Impressed by the splash her cartoons made in the student newspaper, Margaret Meaders, a journalism instructor and editor of the
Alumnae Journal,
asked the senior to contribute some work for the upcoming issue. Meaders later recalled looking out her office window in Parks Hall one afternoon and catching sight of Mary Flannery sauntering across Hancock Street, entering the campus, and making her way up the broad front walk beneath the overarching elms. She was on her way to their meeting, toting a pile of her “wonderful, merry cartoons.” Meaders wrote, “We Southerners would say that she ‘moseyed.’ I never remember seeing her hurry.” She summed up O’Connor’s understated presence at the college as “slow-spoken, quiet-mannered,” rather than that of “a campus big shot, a professional bright-girl-sure-to-heap-glory-on-all-of-us.”

The climax of O’Connor’s stint as campus cartoonist was the 1945
Spectrum.
The endpapers of the yearbook were panoramic views of the campus, a reprise of her greatest hits: chins-up, eyes-forward Waves marching in columns; girls balancing books and umbrellas; hounds curling their long tails. She also designed an entire “Pilgrimage through JESSIEVILLE” of ink drawings, redoing her tall-short pair with a sketch, from the rear, recognizable as the tall dean of women, Ethel Adams, and the short, stout dean of studies, Hoy Taylor. Her friend Robert Fitzgerald later judged these illustrations less successful. “In the linoleum cuts the line was always strong and decisive with an energy and angularity that recall the pen drawings of George Price, drawings that in fact she admired,” he wrote, noting the influence of a lesser-known, but brilliant
New Yorker
cartoonist. “For the yearbook . . . she tried a rounder kind of comic drawing, not so good.”

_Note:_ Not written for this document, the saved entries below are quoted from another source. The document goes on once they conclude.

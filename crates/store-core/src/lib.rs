//! Domain types for the synced key-value store: the property-list value
//! model, its canonical binary codec, log entries, identifiers, the
//! monotonic timestamp source, and the last-writer-wins conflict rule.
//!
//! No I/O lives here; the `syncstore-db` and `syncstore-sync` crates build
//! on top of these types.

pub mod codec;
pub mod conflict;
pub mod entry;
pub mod error;
pub mod ids;
pub mod plist;
pub mod projection;
pub mod timestamp;

pub use conflict::should_apply;
pub use entry::{Change, LogEntry};
pub use error::{Error, Result};
pub use ids::{DeviceId, Key, Timestamp, DISTANT_FUTURE, DISTANT_PAST};
pub use plist::PList;
pub use projection::KeySet;
pub use timestamp::TimestampSource;
//! The property-list value model that every `LogEntry` blob decodes to.

use std::collections::BTreeMap;

/// A property-list value: scalars, byte strings, ordered sequences, and
/// string-keyed mappings (spec §3, §6). `BTreeMap` keeps dictionary encoding
/// deterministic, which the canonical codec (§4.3) requires for two peers to
/// agree byte-for-byte.
///
/// `Serialize`/`Deserialize` are derived for debug and test tooling only —
/// the on-the-wire format two peers actually exchange is the binary codec
/// in [`crate::codec`], not JSON.
#[derive(Debug, Clone, PartialEq, serde::Serialize, serde::Deserialize)]
pub enum PList {
    Null,
    Bool(bool),
    Int(i64),
    Float(f64),
    Bytes(Vec<u8>),
    String(String),
    Array(Vec<PList>),
    Dict(BTreeMap<String, PList>),
}

impl PList {
    pub fn as_str(&self) -> Option<&str> {
        match self {
            PList::String(s) => Some(s),
            _ => None,
        }
    }

    pub fn as_int(&self) -> Option<i64> {
        match self {
            PList::Int(v) => Some(*v),
            _ => None,
        }
    }

    pub fn as_dict(&self) -> Option<&BTreeMap<String, PList>> {
        match self {
            PList::Dict(map) => Some(map),
            _ => None,
        }
    }
}

impl From<&str> for PList {
    fn from(value: &str) -> Self {
        PList::String(value.to_string())
    }
}

impl From<String> for PList {
    fn from(value: String) -> Self {
        PList::String(value)
    }
}

impl From<i64> for PList {
    fn from(value: i64) -> Self {
        PList::Int(value)
    }
}

impl From<bool> for PList {
    fn from(value: bool) -> Self {
        PList::Bool(value)
    }
}

#[cfg(test)]
mod tests {
    use super::*;

    #[test]
    fn round_trips_a_nested_dict_through_json() {
        let mut dict = BTreeMap::new();
        dict.insert("name".to_string(), PList::from("device-a"));
        dict.insert("retries".to_string(), PList::from(3i64));
        dict.insert("armed".to_string(), PList::from(true));
        dict.insert(
            "tags".to_string(),
            PList::Array(vec![PList::from("a"), PList::Null]),
        );
        let value = PList::Dict(dict);

        let json = serde_json::to_string(&value).expect("serialize");
        let back: PList = serde_json::from_str(&json).expect("deserialize");
        assert_eq!(value, back);
    }
}
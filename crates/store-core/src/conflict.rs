//! Cross-device last-writer-wins conflict resolution (spec §4.7.4).
//!
//! Adapted from the teacher's `should_apply_lww` (timestamp, then event-id
//! tiebreak): this engine's timestamps are already totally ordered integers,
//! so the tiebreak only matters on an exact tie, resolved by device id.

use crate::ids::{DeviceId, Timestamp};

/// Returns `true` if an incoming `(timestamp, device)` pair should overwrite
/// whatever is currently recorded at `(current_timestamp, current_device)`.
///
/// Ties are broken by lexicographic device-id order: the greater device id
/// wins, deterministically, regardless of which side observes the tie first.
pub fn should_apply(
    current_timestamp: Timestamp,
    current_device: &DeviceId,
    incoming_timestamp: Timestamp,
    incoming_device: &DeviceId,
) -> bool {
    match incoming_timestamp.cmp(&current_timestamp) {
        std::cmp::Ordering::Greater => true,
        std::cmp::Ordering::Less => false,
        std::cmp::Ordering::Equal => incoming_device > current_device,
    }
}
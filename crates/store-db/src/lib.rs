//! SQLite-backed persistence for the synced key-value store: the per-device
//! append-only `Log` table and the on-disk package layout.

pub mod file_package;
pub mod log_database;

pub use file_package::FilePackage;
pub use log_database::{LogDatabase, Order, Row};
//! Relevant-keys projection (spec §9): bounds which keys a store materializes.

use std::collections::HashSet;

use crate::ids::Key;

/// Which keys a store loads from the union of device logs.
///
/// Defaults to `All`, matching spec §4.7.1 step 3's unconditional full scan.
/// `Only` lets a scan stop early once every requested key has been resolved.
#[derive(Debug, Clone, PartialEq, Eq, Default)]
pub enum KeySet {
    #[default]
    All,
    Only(HashSet<Key>),
}

impl KeySet {
    pub fn wants(&self, key: &str) -> bool {
        match self {
            KeySet::All => true,
            KeySet::Only(keys) => keys.contains(key),
        }
    }

    pub fn is_bounded(&self) -> bool {
        matches!(self, KeySet::Only(_))
    }
}
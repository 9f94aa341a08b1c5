//! End-to-end scenarios spanning load, client writes, cross-device sync,
//! conflict resolution, and offline import against a real on-disk package.

use std::collections::BTreeSet;
use std::time::Duration;

use syncstore_core::{DeviceId, KeySet, LogEntry, PList};
use syncstore_db::FilePackage;
use syncstore_sync::merge_engine::{EngineTuning, InsertMode};
use syncstore_sync::{union, MergeEngine};
use tempfile::tempdir;

fn fast_tuning() -> EngineTuning {
    EngineTuning {
        save_delay: Duration::from_millis(15),
        save_coalesce: Duration::from_millis(40),
        auto_close_delay: Duration::from_millis(150),
        scan_batch_size: 32,
    }
}

fn open(root: std::path::PathBuf, device: &str) -> std::sync::Arc<MergeEngine> {
    let package = FilePackage::new(root, DeviceId::new(device));
    MergeEngine::new(package, KeySet::All, fast_tuning())
}

#[test]
fn single_device_write_survives_a_reload() {
    let dir = tempdir().unwrap();
    let root = dir.path().join("pkg");

    {
        let engine = open(root.clone(), "laptop");
        engine.load_now().unwrap();
        engine
            .set("journal".to_string(), Some(PList::String("day one".to_string())))
            .unwrap();
        engine.save_now().unwrap();
    }

    let engine = open(root, "laptop");
    engine.load_now().unwrap();
    assert_eq!(
        engine.get("journal").unwrap(),
        Some(PList::String("day one".to_string()))
    );
}

#[test]
fn two_devices_converge_on_a_new_key() {
    let dir = tempdir().unwrap();
    let root = dir.path().join("pkg");

    let phone = open(root.clone(), "phone");
    phone.load_now().unwrap();
    phone.set("title".to_string(), Some(PList::String("vacation".to_string()))).unwrap();
    phone.save_now().unwrap();

    let laptop = open(root, "laptop");
    laptop.load_now().unwrap();
    assert_eq!(
        laptop.get("title").unwrap(),
        Some(PList::String("vacation".to_string()))
    );
}

#[test]
fn last_writer_wins_picks_the_later_timestamp_regardless_of_insert_order() {
    let dir = tempdir().unwrap();
    let root = dir.path().join("pkg");

    // B writes the later timestamp to its own log before A ever loads, so
    // A's own write (an earlier timestamp to the same key) loses to B's on
    // both the initial load and an explicit re-sync.
    let device_b = open(root.clone(), "B");
    device_b.load_now().unwrap();
    device_b
        .insert_changes(
            vec![LogEntry::new(500, None, "status".to_string())
                .with_blob(syncstore_core::codec::encode(&PList::String("done".to_string())).unwrap())],
            InsertMode::AppendOnly,
        )
        .unwrap();

    let device_a = open(root, "A");
    device_a.load_now().unwrap();
    device_a
        .insert_changes(
            vec![LogEntry::new(100, None, "status".to_string())
                .with_blob(syncstore_core::codec::encode(&PList::String("started".to_string())).unwrap())],
            InsertMode::AppendOnly,
        )
        .unwrap();

    device_a.sync_now().unwrap();
    assert_eq!(
        device_a.get("status").unwrap(),
        Some(PList::String("done".to_string()))
    );
}

#[test]
fn reverse_chronological_import_still_resolves_to_the_newest_value() {
    let dir = tempdir().unwrap();
    let engine = open(dir.path().join("pkg"), "A");
    engine.load_now().unwrap();

    let newer = LogEntry::new(200, None, "k".to_string())
        .with_blob(syncstore_core::codec::encode(&PList::Int(2)).unwrap());
    let older = LogEntry::new(100, None, "k".to_string())
        .with_blob(syncstore_core::codec::encode(&PList::Int(1)).unwrap());

    // Overwrite mode is for importing historical data out of order; unlike
    // AppendOnly it does not require each batch to advance the cursor.
    engine.insert_changes(vec![newer], InsertMode::Overwrite).unwrap();
    engine.insert_changes(vec![older], InsertMode::Overwrite).unwrap();

    assert_eq!(engine.get("k").unwrap(), Some(PList::Int(2)));
}

#[test]
fn a_peer_that_appears_after_load_is_picked_up_on_the_next_sync() {
    let dir = tempdir().unwrap();
    let root = dir.path().join("pkg");

    let laptop = open(root.clone(), "laptop");
    laptop.load_now().unwrap();
    assert_eq!(laptop.get("note").unwrap(), None);

    // The peer "tablet" writes after laptop has already loaded.
    let tablet = open(root, "tablet");
    tablet.load_now().unwrap();
    tablet.set("note".to_string(), Some(PList::String("hi".to_string()))).unwrap();
    tablet.save_now().unwrap();

    laptop.sync_now().unwrap();
    assert_eq!(laptop.get("note").unwrap(), Some(PList::String("hi".to_string())));
}

#[test]
fn a_burst_of_writes_coalesces_into_one_saved_state() {
    let dir = tempdir().unwrap();
    let engine = open(dir.path().join("pkg"), "A");
    engine.load_now().unwrap();

    for i in 0..20 {
        engine.set(format!("k{i}"), Some(PList::Int(i))).unwrap();
    }
    engine.save_now().unwrap();

    let history = engine.fetch_changes("k0").unwrap();
    assert_eq!(history.len(), 1);
    assert_eq!(engine.get("k19").unwrap(), Some(PList::Int(19)));
}

#[test]
fn merge_tool_excludes_unsafe_devices_from_an_offline_union() {
    let dir = tempdir().unwrap();
    let root_a = dir.path().join("a");
    let root_b = dir.path().join("b");

    let device_a = open(root_a.clone(), "A");
    device_a.load_now().unwrap();
    device_a.set("k".to_string(), Some(PList::String("from a".to_string()))).unwrap();
    device_a.save_now().unwrap();

    let package_a = FilePackage::new(root_a, DeviceId::new("A"));
    let package_b = FilePackage::new(root_b.clone(), DeviceId::new("B"));

    let mut unsafe_devices = BTreeSet::new();
    unsafe_devices.insert(DeviceId::new("A"));
    let report = union(&package_a, &package_b, &unsafe_devices).unwrap();
    assert_eq!(report.copied_rows, 0);

    let report = union(&package_a, &package_b, &BTreeSet::new()).unwrap();
    assert_eq!(report.copied_rows, 1);

    let device_b = open(root_b, "B");
    device_b.load_now().unwrap();
    assert_eq!(
        device_b.get("k").unwrap(),
        Some(PList::String("from a".to_string()))
    );
}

Because all of the student publication offices were located in Parks Hall, Editor O’Connor spent many hours in its basement. In her spare time, she took on herself the project of painting murals on the walls of its student lounge. “Mary Flannery decorated the walls with some of these Thurberesque types,” Dr. Helen Greene has written. She also completed a painting,
Winter,
included in a traveling exhibition through Georgia. A posed yearbook photo shows her sitting at a desk, in a cramped office, dressed in classic coed style — sweater, bobby socks, scuffed saddle shoes, with coiffed dark hair — surrounded by her staff of ten young women. In another shot, she leans against a pillar, one leg coyly tucked up, examining a copy of the magazine with her business manager, Peggy George. “We were laughing,” recalls Peggy George Sammons. “That is the only picture I have ever seen of her where she even had a smile on her face.”